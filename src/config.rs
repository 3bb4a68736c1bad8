//! Settings: built-in defaults, overridden by a JSON config file, overridden by explicit flags
use std::fs::File;
use std::io::{self, BufReader};
use std::path::Path;
use serde::Deserialize;
use crate::errors::*;
use crate::farm::ShardHash;
use crate::preprocess::Filters;

/// Largest accepted `max_window_size`. The extractor keeps one pair table per distance.
pub const MAX_WINDOW_SIZE: usize = 1024;

/// Every setting, resolved
#[derive(Clone, Debug, PartialEq, Eq)]
pub struct Settings {
    pub process_num: usize,
    pub lang: String,
    pub max_window_size: usize,
    pub min_count: u64,
    pub max_vocab_size: usize,
    pub safe_files_number_per_processor: usize,
    pub file_parser: String,
    pub json_attribute: String,
    pub xml_node_path: Option<String>,
    pub node_attribute: Option<String>,
    pub filters: Filters,
    pub shard_hash: ShardHash,
    pub flush_pairs: usize,
}

impl Default for Settings {
    fn default() -> Self {
        Settings {
            process_num: 3,
            lang: "en".into(),
            max_window_size: 5,
            min_count: 5,
            max_vocab_size: 10000,
            safe_files_number_per_processor: 200,
            file_parser: "txt".into(),
            json_attribute: "maintext".into(),
            xml_node_path: None,
            node_attribute: None,
            filters: Filters::default(),
            shard_hash: ShardHash::Farm,
            flush_pairs: 1_000_000,
        }
    }
}

/// Settings as they appear in a config file, or as given on the command line. Anything left out
/// falls through to the next layer.
#[derive(Clone, Debug, Default, PartialEq, Eq, Deserialize)]
#[serde(default)]
pub struct SettingsFile {
    pub process_num: Option<usize>,
    pub lang: Option<String>,
    pub max_window_size: Option<usize>,
    pub min_count: Option<u64>,
    pub max_vocab_size: Option<usize>,
    pub safe_files_number_per_processor: Option<usize>,
    pub file_parser: Option<String>,
    pub json_attribute: Option<String>,
    pub xml_node_path: Option<String>,
    pub node_attribute: Option<String>,
    pub remove_stop_words: Option<bool>,
    pub remove_numbers: Option<bool>,
    pub replace_digits_to_zeros: Option<bool>,
    pub remove_punctuations: Option<bool>,
    pub stem_word: Option<bool>,
    pub lowercase: Option<bool>,
    pub shard_hash: Option<String>,
    pub flush_pairs: Option<usize>,
}

impl SettingsFile {
    /// Read a config file. A missing file is not an error: it is reported and ignored.
    pub fn load<P: AsRef<Path>>(path: P) -> Result<Option<SettingsFile>> {
        let path = path.as_ref();
        match File::open(path) {
            Ok(file) => serde_json::from_reader(BufReader::new(file))
                .map(Some)
                .map_err(|e| Error::Configuration(format!("{} is not a valid config file: {}", path.display(), e))),
            Err(ref e) if e.kind() == io::ErrorKind::NotFound => {
                warn!("{} does not exist, please check again. Continuing with command line settings.",
                    path.display());
                Ok(None)
            }
            Err(e) => Err(e.into()),
        }
    }

    /// Take every value that is set here, keeping `base` where it isn't
    pub fn over(self, base: SettingsFile) -> SettingsFile {
        SettingsFile {
            process_num: self.process_num.or(base.process_num),
            lang: self.lang.or(base.lang),
            max_window_size: self.max_window_size.or(base.max_window_size),
            min_count: self.min_count.or(base.min_count),
            max_vocab_size: self.max_vocab_size.or(base.max_vocab_size),
            safe_files_number_per_processor: self.safe_files_number_per_processor
                .or(base.safe_files_number_per_processor),
            file_parser: self.file_parser.or(base.file_parser),
            json_attribute: self.json_attribute.or(base.json_attribute),
            xml_node_path: self.xml_node_path.or(base.xml_node_path),
            node_attribute: self.node_attribute.or(base.node_attribute),
            remove_stop_words: self.remove_stop_words.or(base.remove_stop_words),
            remove_numbers: self.remove_numbers.or(base.remove_numbers),
            replace_digits_to_zeros: self.replace_digits_to_zeros.or(base.replace_digits_to_zeros),
            remove_punctuations: self.remove_punctuations.or(base.remove_punctuations),
            stem_word: self.stem_word.or(base.stem_word),
            lowercase: self.lowercase.or(base.lowercase),
            shard_hash: self.shard_hash.or(base.shard_hash),
            flush_pairs: self.flush_pairs.or(base.flush_pairs),
        }
    }

    /// Fill the gaps with defaults and validate
    pub fn resolve(self) -> Result<Settings> {
        let d = Settings::default();
        let settings = Settings {
            process_num: self.process_num.unwrap_or(d.process_num),
            lang: self.lang.unwrap_or(d.lang),
            max_window_size: self.max_window_size.unwrap_or(d.max_window_size),
            min_count: self.min_count.unwrap_or(d.min_count),
            max_vocab_size: self.max_vocab_size.unwrap_or(d.max_vocab_size),
            safe_files_number_per_processor: self.safe_files_number_per_processor
                .unwrap_or(d.safe_files_number_per_processor),
            file_parser: self.file_parser.unwrap_or(d.file_parser),
            json_attribute: self.json_attribute.unwrap_or(d.json_attribute),
            xml_node_path: self.xml_node_path.or(d.xml_node_path),
            node_attribute: self.node_attribute.or(d.node_attribute),
            filters: Filters {
                remove_stop_words: self.remove_stop_words.unwrap_or(d.filters.remove_stop_words),
                remove_numbers: self.remove_numbers.unwrap_or(d.filters.remove_numbers),
                replace_digits_to_zeros: self.replace_digits_to_zeros
                    .unwrap_or(d.filters.replace_digits_to_zeros),
                remove_punctuations: self.remove_punctuations.unwrap_or(d.filters.remove_punctuations),
                stem_word: self.stem_word.unwrap_or(d.filters.stem_word),
                lowercase: self.lowercase.unwrap_or(d.filters.lowercase),
            },
            shard_hash: match self.shard_hash {
                Some(name) => name.parse()?,
                None => d.shard_hash,
            },
            flush_pairs: self.flush_pairs.unwrap_or(d.flush_pairs),
        };
        settings.validate()?;
        Ok(settings)
    }
}

impl Settings {
    /// Catch what can be caught before any phase starts
    pub fn validate(&self) -> Result<()> {
        let positive = [
            ("process_num", self.process_num),
            ("max_window_size", self.max_window_size),
            ("safe_files_number_per_processor", self.safe_files_number_per_processor),
            ("flush_pairs", self.flush_pairs),
        ];
        for &(name, value) in &positive {
            if value == 0 {
                return Err(Error::Configuration(format!("{} must be at least 1", name)));
            }
        }
        if self.max_window_size > MAX_WINDOW_SIZE {
            return Err(Error::Configuration(format!(
                "max_window_size must be at most {}, not {}", MAX_WINDOW_SIZE, self.max_window_size)));
        }
        Ok(())
    }
}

**YOUR GOAL:**
Display each line of the data where "struct" occurs.

**ANSWER TO THIS EXERCISE:**
pub struct Settings {
pub struct SettingsFile {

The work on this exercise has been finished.